= Transposition (transmission lines) =

Swapping of positions of the conductors of a transmission line

Transposition is the periodic swapping of positions of the conductors of a transmission line, in order to reduce crosstalk and otherwise improve transmission. In telecommunications this applies to balanced pairs whilst in power transmission lines three conductors are periodically transposed.

For cables, the swapping is gradual and continuous; that is the two or three conductors are twisted around each other. For communication cables, this is called twisted pair. For overhead power lines or open pair communication lines, the conductors are exchanged at pylons, for example at transposition towers or at utility poles, respectively.

The mutual influence of electrical conductors is reduced by transposition. Transposition also equalizes their impedance relative to the ground, thus avoiding one-sided loads in three-phase electric power systems. Transposing is an effective measure for the reduction of inductively linked normal mode interferences.

== Power lines ==
Conductors are transposed in overhead power lines to reduce transmission losses. Unlike in cables, continuous transposition is impractical, so it is done at a specialized transposition tower. A transposing structure may be a standard structure with special cross arms or maybe a dead-end structure. The transposing is necessary as there is capacitance between conductors, as well as between conductors and ground. This is typically not symmetrical across phases.

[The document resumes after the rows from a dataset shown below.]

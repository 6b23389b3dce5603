//! Attempt/retry state machine over a streaming generator.
//!
//! A run streams text from the generator, validates the accumulated text as
//! it grows, and on the first violation rolls back to a clean word boundary.
//! In hard mode an early failure is retried from the recovered prefix with a
//! prompt describing the mistake, within a bounded number of attempts.
//!
//! Errors never escape [`Runner::run`]: they end the run in
//! [`RunStatus::Failed`] with `last_error` set.

use std::ops::Range;
use std::sync::{Arc, Mutex, MutexGuard, PoisonError};

use futures::StreamExt;
use tokio_util::sync::CancellationToken;
use tracing::{debug, info, instrument, warn};

use crate::core::constraint::{Constraint, ConstraintFamily};
use crate::core::prefix::longest_valid_prefix;
use crate::core::rollback::{
    find_word_bounds, join_continuation, remove_last_sentence, remove_last_word,
    snap_to_word_boundary,
};
use crate::core::text::ends_with_boundary;
use crate::core::types::{
    Attempt, AttemptInfo, Difficulty, Lang, RollbackMode, RunStatus, VersusGoal, ViolationReport,
};
use crate::events::{Emitter, RunObserver, RunSnapshot};
use crate::io::config::RunnerConfig;
use crate::io::generator::{GenerationRequest, SamplingParams, TextGenerator};
use crate::io::prompt::{PromptBuilder, RetryPromptInput, SystemPromptInput};
use crate::word_by_word;

/// What to generate and how hard to try.
#[derive(Clone, Copy)]
pub struct RunRequest<'a> {
    pub constraint: &'a dyn Constraint,
    /// Ignored by constraints without a parameter.
    pub param: &'a str,
    pub difficulty: Difficulty,
    pub lang: Lang,
    pub rollback_mode: RollbackMode,
    pub steering: Option<&'a str>,
    pub goal: Option<VersusGoal>,
}

impl<'a> RunRequest<'a> {
    pub fn new(constraint: &'a dyn Constraint, param: &'a str) -> Self {
        Self {
            constraint,
            param,
            difficulty: Difficulty::Normal,
            lang: Lang::Fr,
            rollback_mode: RollbackMode::Word,
            steering: None,
            goal: None,
        }
    }
}

/// Cancellation state shared between a runner and its stop handles.
#[derive(Default)]
struct StopSlot {
    token: CancellationToken,
    active: bool,
    /// A stop requested between runs, consumed by the next run.
    pending: bool,
}

fn lock(slot: &Mutex<StopSlot>) -> MutexGuard<'_, StopSlot> {
    slot.lock().unwrap_or_else(PoisonError::into_inner)
}

/// Clears the active flag when a run ends or its future is dropped.
struct ActiveRun<'a>(&'a Mutex<StopSlot>);

impl Drop for ActiveRun<'_> {
    fn drop(&mut self) {
        lock(self.0).active = false;
    }
}

/// Stops the current run from another task.
///
/// A stop requested while no run is active applies to the next run, which
/// then ends `stopped` before any request.
#[derive(Clone)]
pub struct StopHandle {
    slot: Arc<Mutex<StopSlot>>,
}

impl StopHandle {
    pub fn stop(&self) {
        let mut slot = lock(&self.slot);
        if slot.active {
            slot.token.cancel();
        } else {
            slot.pending = true;
        }
    }
}

pub struct Runner<G> {
    generator: G,
    config: RunnerConfig,
    prompts: PromptBuilder,
    state: RunSnapshot,
    cancel: Arc<Mutex<StopSlot>>,
}

impl<G: TextGenerator> Runner<G> {
    pub fn new(generator: G, config: RunnerConfig) -> Self {
        Self {
            generator,
            config,
            prompts: PromptBuilder::new(),
            state: RunSnapshot::default(),
            cancel: Arc::default(),
        }
    }

    pub fn config(&self) -> &RunnerConfig {
        &self.config
    }

    pub fn generator(&self) -> &G {
        &self.generator
    }

    pub fn snapshot(&self) -> &RunSnapshot {
        &self.state
    }

    pub fn stop_handle(&self) -> StopHandle {
        StopHandle {
            slot: Arc::clone(&self.cancel),
        }
    }

    /// Cancel the in-flight request, if any. A running run becomes stopped.
    pub fn stop(&mut self) {
        lock(&self.cancel).token.cancel();
        if self.state.status == RunStatus::Running {
            self.state.status = RunStatus::Stopped;
        }
    }

    /// Cancel everything, drop any pending stop and return to `ready` with
    /// empty state.
    pub fn reset(&mut self) {
        let mut slot = lock(&self.cancel);
        slot.token.cancel();
        slot.token = CancellationToken::new();
        slot.pending = false;
        drop(slot);
        self.state = RunSnapshot::default();
    }

    /// Cancel the previous token and install a fresh one for a new run. A
    /// pending stop cancels the fresh token right away.
    fn begin_run(&self) -> CancellationToken {
        let mut slot = lock(&self.cancel);
        slot.token.cancel();
        slot.token = CancellationToken::new();
        if std::mem::take(&mut slot.pending) {
            info!("stop requested before the run started");
            slot.token.cancel();
        }
        slot.active = true;
        slot.token.clone()
    }

    /// Run to completion, failure or stop, reporting every state change to
    /// `observer`. Returns the final snapshot.
    #[instrument(skip_all, fields(constraint = request.constraint.id(), difficulty = ?request.difficulty))]
    pub async fn run(
        &mut self,
        request: &RunRequest<'_>,
        observer: &mut dyn RunObserver,
    ) -> RunSnapshot {
        let token = self.begin_run();
        let _active = ActiveRun(&self.cancel);
        self.state = RunSnapshot::default();
        let session = Session {
            generator: &self.generator,
            config: &self.config,
            prompts: &self.prompts,
            request,
            token,
            emit: Emitter::new(&mut self.state, observer),
        };
        session.drive().await;
        self.state.clone()
    }
}

/// Why an attempt ended without a clean completion.
struct AttemptFailure {
    full_text: String,
    recovered_prefix: String,
    reason: String,
}

enum AttemptOutcome {
    Completed,
    Cancelled,
    Failed(AttemptFailure),
}

/// Borrowed view of a runner for the duration of one run.
pub(crate) struct Session<'a, G> {
    pub(crate) generator: &'a G,
    pub(crate) config: &'a RunnerConfig,
    pub(crate) prompts: &'a PromptBuilder,
    pub(crate) request: &'a RunRequest<'a>,
    pub(crate) token: CancellationToken,
    pub(crate) emit: Emitter<'a>,
}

By transposing, the overall capacitance for the whole line is approximately balanced. Transposing also reduce effects to communication circuits.

Wire transposition on top of pole

A transposing scheme is a pattern by which the conductors of overhead power lines are transposed at transposing structures. To ensure balanced capacitance of a three-phase line, each of the three conductors must hang once at each position of the overhead line. For longer powerlines without branches, wires are transposed according to a fixed transposing scheme, at regular intervals. At closely branched grids and where several electric circuits share a route (in particular when the lines operate at different voltages) on the same pylons the outside unbalance of the line, which is caused by the other electric circuits, dominates. In these cases, one finds large deviations from the transposing schemes. For example, in some such transpositions, only two of the three conductors on the pylons change their place. Also, transpositions on pylons near power substations are used to get an optimal arrangement of the feeding system without crossing of conductors.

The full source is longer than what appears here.